use std::collections::HashMap;
use std::sync::Arc;
use std::time::{Duration, Instant};

use serde_json::Value;
use tokio::sync::RwLock;
use tracing::debug;

struct CacheEntry {
    data: Value,
    created_at: Instant,
    ttl: Duration,
    access_count: u64,
    last_accessed: Instant,
}

impl CacheEntry {
    fn is_expired(&self) -> bool {
        self.created_at.elapsed() > self.ttl
    }
}

#[derive(Debug, Default, Clone)]
pub struct CacheStats {
    pub hits: u64,
    pub misses: u64,
    pub evictions: u64,
}

impl CacheStats {
    pub fn hit_rate(&self) -> f64 {
        let total = self.hits + self.misses;
        if total == 0 {
            0.0
        } else {
            self.hits as f64 / total as f64
        }
    }
}

/// TTL + bounded-entry cache in front of the conversation store, keyed by
/// the semantic keys the conversation and ban lookups need (ban status,
/// active topic, rendered topic name).
#[derive(Clone)]
pub struct Cache {
    entries: Arc<RwLock<HashMap<String, CacheEntry>>>,
    stats: Arc<RwLock<CacheStats>>,
    max_entries: usize,
}

impl Cache {
    pub fn new(max_entries: usize) -> Self {
        Self { entries: Arc::new(RwLock::new(HashMap::new())), stats: Arc::new(RwLock::new(CacheStats::default())), max_entries }
    }

    pub async fn get(&self, key: &str) -> Option<Value> {
        let mut entries = self.entries.write().await;
        let mut stats = self.stats.write().await;
        match entries.get_mut(key) {
            Some(entry) if !entry.is_expired() => {
                entry.access_count += 1;
                entry.last_accessed = Instant::now();
                stats.hits += 1;
                Some(entry.data.clone())
            }
            Some(_) => {
                entries.remove(key);
                stats.misses += 1;
                None
            }
            None => {
                stats.misses += 1;
                None
            }
        }
    }

    pub async fn set(&self, key: &str, value: Value, ttl: Duration) {
        let mut entries = self.entries.write().await;
        if entries.len() >= self.max_entries && !entries.contains_key(key) {
            self.evict_lru_locked(&mut entries).await;
        }
        entries.insert(
            key.to_string(),
            CacheEntry { data: value, created_at: Instant::now(), ttl, access_count: 0, last_accessed: Instant::now() },
        );
    }

    pub async fn remove(&self, key: &str) {
        self.entries.write().await.remove(key);
    }

    /// Invalidates both the entity-keyed and topic-keyed cache entries for a
    /// conversation, as every mutating store write must.
    pub async fn invalidate_conversation(&self, entity_type: &str, entity_id: i64, topic_id: Option<i64>) {
        self.remove(&format!("conv_entity:{entity_type}:{entity_id}")).await;
        if let Some(topic_id) = topic_id {
            self.remove(&format!("conv_topic:{topic_id}")).await;
        }
    }

    async fn evict_lru_locked(&self, entries: &mut HashMap<String, CacheEntry>) {
        if let Some((oldest_key, _)) = entries.iter().min_by_key(|(_, e)| e.last_accessed).map(|(k, v)| (k.clone(), v.last_accessed)) {
            entries.remove(&oldest_key);
            self.stats.write().await.evictions += 1;
            debug!(key = oldest_key, "evicted cache entry under pressure");
        }
    }

    pub async fn cleanup_expired(&self) -> usize {
        let mut entries = self.entries.write().await;
        let before = entries.len();
        entries.retain(|_, e| !e.is_expired());
        before - entries.len()
    }

    pub fn spawn_sweeper(self: &Arc<Self>, interval: Duration) {
        let cache = self.clone();
        tokio::spawn(async move {
            let mut ticker = tokio::time::interval(interval);
            loop {
                ticker.tick().await;
                let purged = cache.cleanup_expired().await;
                if purged > 0 {
                    debug!(purged, "cache sweeper purged expired entries");
                }
            }
        });
    }

    pub async fn stats(&self) -> CacheStats {
        self.stats.read().await.clone()
    }
}

/// Ban-cache TTL: 60s when not banned, 300s when banned, so a lifted ban
/// clears quickly but an active one doesn't need rechecking every message.
pub fn ban_cache_ttl(is_banned: bool) -> Duration {
    if is_banned {
        Duration::from_secs(300)
    } else {
        Duration::from_secs(60)
    }
}

#[cfg(test)]
mod tests {
    use super::*;
    use serde_json::json;

    #[tokio::test]
    async fn get_after_set_hits() {
        let cache = Cache::new(10);
        cache.set("k", json!({"a": 1}), Duration::from_secs(5)).await;
        assert_eq!(cache.get("k").await, Some(json!({"a": 1})));
        assert_eq!(cache.stats().await.hits, 1);
    }

    #[tokio::test]
    async fn expired_entry_counts_as_miss() {
        let cache = Cache::new(10);
        cache.set("k", json!(1), Duration::from_millis(1)).await;
        tokio::time::sleep(Duration::from_millis(5)).await;
        assert_eq!(cache.get("k").await, None);
    }

    #[tokio::test]
    async fn eviction_under_pressure_removes_lru() {
        let cache = Cache::new(1);
        cache.set("old", json!(1), Duration::from_secs(60)).await;
        cache.set("new", json!(2), Duration::from_secs(60)).await;
        assert_eq!(cache.get("old").await, None);
        assert_eq!(cache.get("new").await, Some(json!(2)));
    }

    #[tokio::test]
    async fn invalidate_conversation_clears_both_keys() {
        let cache = Cache::new(10);
        cache.set("conv_entity:user:1", json!(1), Duration::from_secs(60)).await;
        cache.set("conv_topic:42", json!(1), Duration::from_secs(60)).await;
        cache.invalidate_conversation("user", 1, Some(42)).await;
        assert_eq!(cache.get("conv_entity:user:1").await, None);
        assert_eq!(cache.get("conv_topic:42").await, None);
    }
}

» **Task goal**: Begin with the first line of the records and finish with the line containing "the semantic keys". Reproduce those lines exactly, both ends included, and nothing else.

» **Answer to the problem**:
use std::collections::HashMap;
use std::sync::Arc;
use std::time::{Duration, Instant};

use serde_json::Value;
use tokio::sync::RwLock;
use tracing::debug;

struct CacheEntry {
    data: Value,
    created_at: Instant,
    ttl: Duration,
    access_count: u64,
    last_accessed: Instant,
}

impl CacheEntry {
    fn is_expired(&self) -> bool {
        self.created_at.elapsed() > self.ttl
    }
}

#[derive(Debug, Default, Clone)]
pub struct CacheStats {
    pub hits: u64,
    pub misses: u64,
    pub evictions: u64,
}

impl CacheStats {
    pub fn hit_rate(&self) -> f64 {
        let total = self.hits + self.misses;
        if total == 0 {
            0.0
        } else {
            self.hits as f64 / total as f64
        }
    }
}

/// TTL + bounded-entry cache in front of the conversation store, keyed by
/// the semantic keys the conversation and ban lookups need (ban status,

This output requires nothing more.